Three planets $$$X$$$, $$$Y$$$ and $$$Z$$$ within the Alpha planetary system are inhabited with an advanced civilization. The spaceports of these planets are connected by interplanetary space shuttles. The flight scheduler should decide between $$$1$$$, $$$2$$$ and $$$3$$$ return flights for every existing space shuttle connection. Since the residents of Alpha are strong opponents of the symmetry, there is a strict rule that any two of the spaceports connected by a shuttle must have a different number of flights.
For every pair of connected spaceports, your goal is to propose a number $$$1$$$, $$$2$$$ or $$$3$$$ for each shuttle flight, so that for every two connected spaceports the overall number of flights differs.
You may assume that:
1) Every planet has at least one spaceport
2) There exist only shuttle flights between spaceports of different planets
3) For every two spaceports there is a series of shuttle flights enabling traveling between them
4) Spaceports are not connected by more than one shuttle
The first row of the input is the integer number $$$N$$$ $$$(3 \leq N \leq 100 000)$$$, representing overall number of spaceports. The second row is the integer number $$$M$$$ $$$(2 \leq M \leq 100 000)$$$ representing number of shuttle flight connections.

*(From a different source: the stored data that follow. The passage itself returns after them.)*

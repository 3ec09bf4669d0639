//! Warden Database: SurrealDB connection management, schema migrations
//! and repository implementations for the `warden-core` traits.

mod connection;
mod error;
pub mod repository;
mod schema;

pub use connection::{DbConfig, DbManager};
pub use error::DbError;
pub use schema::{TENANT_TABLES, run_migrations};
//! Integration tests for the tenant-scoped query gateway.

mod common;

use serde_json::json;
use uuid::Uuid;
use warden_core::error::WardenError;
use warden_core::models::organization::SubscriptionTier;
use warden_core::models::record::{Filter, FilterOp};
use warden_engine::QuerySpec;

use common::harness;

#[tokio::test]
async fn reads_never_cross_organizations() {
    let h = harness().await;
    let (_, acme) = h.organization("acme", SubscriptionTier::Starter).await;
    let (_, globex) = h.organization("globex", SubscriptionTier::Starter).await;

    for amount in [100, 250] {
        h.gateway
            .insert(&acme, "claim", json!({"status": "open", "amount": amount}))
            .await
            .unwrap();
    }
    h.gateway
        .insert(&globex, "claim", json!({"status": "open", "amount": 999}))
        .await
        .unwrap();

    let rows = h
        .gateway
        .execute(&acme, QuerySpec::table("claim"))
        .await
        .unwrap();
    assert_eq!(rows.len(), 2);
    assert!(rows.iter().all(|r| r.organization_id == acme.organization_id()));

    let rows = h
        .gateway
        .execute(
            &globex,
            QuerySpec::table("claim").filter(Filter::eq("status", "open")),
        )
        .await
        .unwrap();
    assert_eq!(rows.len(), 1);
    assert_eq!(rows[0].data["amount"], json!(999));
}

#[tokio::test]
async fn selection_filters_and_limit_apply() {
    let h = harness().await;
    let (_, ctx) = h.organization("acme", SubscriptionTier::Starter).await;

    for (address, units) in [("1 Main St", 2), ("9 Elm St", 12), ("4 Oak Ave", 30)] {
        h.gateway
            .insert(&ctx, "property", json!({"address": address, "units": units, "owner": "x"}))
            .await
            .unwrap();
    }

    let rows = h
        .gateway
        .execute(
            &ctx,
            QuerySpec::table("property")
                .select(["address"])
                .filter(Filter::new("units", FilterOp::Gte, 10))
                .limit(1),
        )
        .await
        .unwrap();
    assert_eq!(rows.len(), 1);
    let data = rows[0].data.as_object().unwrap();
    assert_eq!(data.len(), 1);
    assert!(data.contains_key("address"));
}

#[tokio::test]
async fn tables_off_the_allow_list_are_rejected() {
    let h = harness().await;
    let (_, ctx) = h.organization("acme", SubscriptionTier::Starter).await;

    for table in ["organization", "organization_membership", "_migration", "user"] {
        let err = h
            .gateway
            .execute(&ctx, QuerySpec::table(table))
            .await
            .unwrap_err();
        assert!(matches!(err, WardenError::InvalidTable(ref t) if t == table), "{err:?}");
    }

    let err = h
        .gateway
        .insert(&ctx, "organization", json!({"name": "evil"}))
        .await
        .unwrap_err();
    assert!(matches!(err, WardenError::InvalidTable(_)), "{err:?}");
}

#[tokio::test]
async fn malformed_field_names_are_rejected() {
    let h = harness().await;
    let (_, ctx) = h.organization("acme", SubscriptionTier::Starter).await;

    let err = h
        .gateway
        .execute(
            &ctx,
            QuerySpec::table("claim").filter(Filter::eq("status OR 1=1", "x")),
        )
        .await
        .unwrap_err();
    assert!(matches!(err, WardenError::Validation { .. }), "{err:?}");

    let err = h
        .gateway
        .execute(&ctx, QuerySpec::table("claim").select(["data.*"]))
        .await
        .unwrap_err();
    assert!(matches!(err, WardenError::Validation { .. }), "{err:?}");
}

#[tokio::test]
async fn writes_are_confined_to_the_callers_organization() {
    let h = harness().await;
    let (_, acme) = h.organization("acme", SubscriptionTier::Starter).await;
    let (_, globex) = h.organization("globex", SubscriptionTier::Starter).await;

    let record = h
        .gateway
        .insert(&acme, "policy", json!({"number": "P-100", "premium": 1200}))
        .await
        .unwrap();
    assert_eq!(record.organization_id, acme.organization_id());

    let err = h
        .gateway
        .update(&globex, "policy", record.id, json!({"premium": 0}))
        .await
        .unwrap_err();
    assert!(err.is_not_found());
    let err = h
        .gateway
        .delete(&globex, "policy", record.id)
        .await
        .unwrap_err();
    assert!(err.is_not_found());

    let updated = h
        .gateway
        .update(&acme, "policy", record.id, json!({"premium": 1500}))
        .await
        .unwrap();
    assert_eq!(updated.data["premium"], json!(1500));
    assert_eq!(updated.data["number"], json!("P-100"));

    h.gateway.delete(&acme, "policy", record.id).await.unwrap();
    let err = h
        .gateway
        .delete(&acme, "policy", Uuid::new_v4())
        .await
        .unwrap_err();
    assert!(err.is_not_found());
}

Third row contains $$$N$$$ characters from the set $$$\{X, Y, Z\}$$$. Letter on $$$I^{th}$$$ position indicates on which planet is situated spaceport $$$I$$$. For example, "XYYXZZ" indicates that the spaceports $$$0$$$ and $$$3$$$ are located at planet $$$X$$$, spaceports $$$1$$$ and $$$2$$$ are located at $$$Y$$$, and spaceports $$$4$$$ and $$$5$$$ are at $$$Z$$$.
Starting from the fourth row, every row contains two integer numbers separated by a whitespace. These numbers are natural numbers smaller than $$$N$$$ and indicate the numbers of the spaceports that are connected. For example, "$$$12\ 15$$$" indicates that there is a shuttle flight between spaceports $$$12$$$ and $$$15$$$.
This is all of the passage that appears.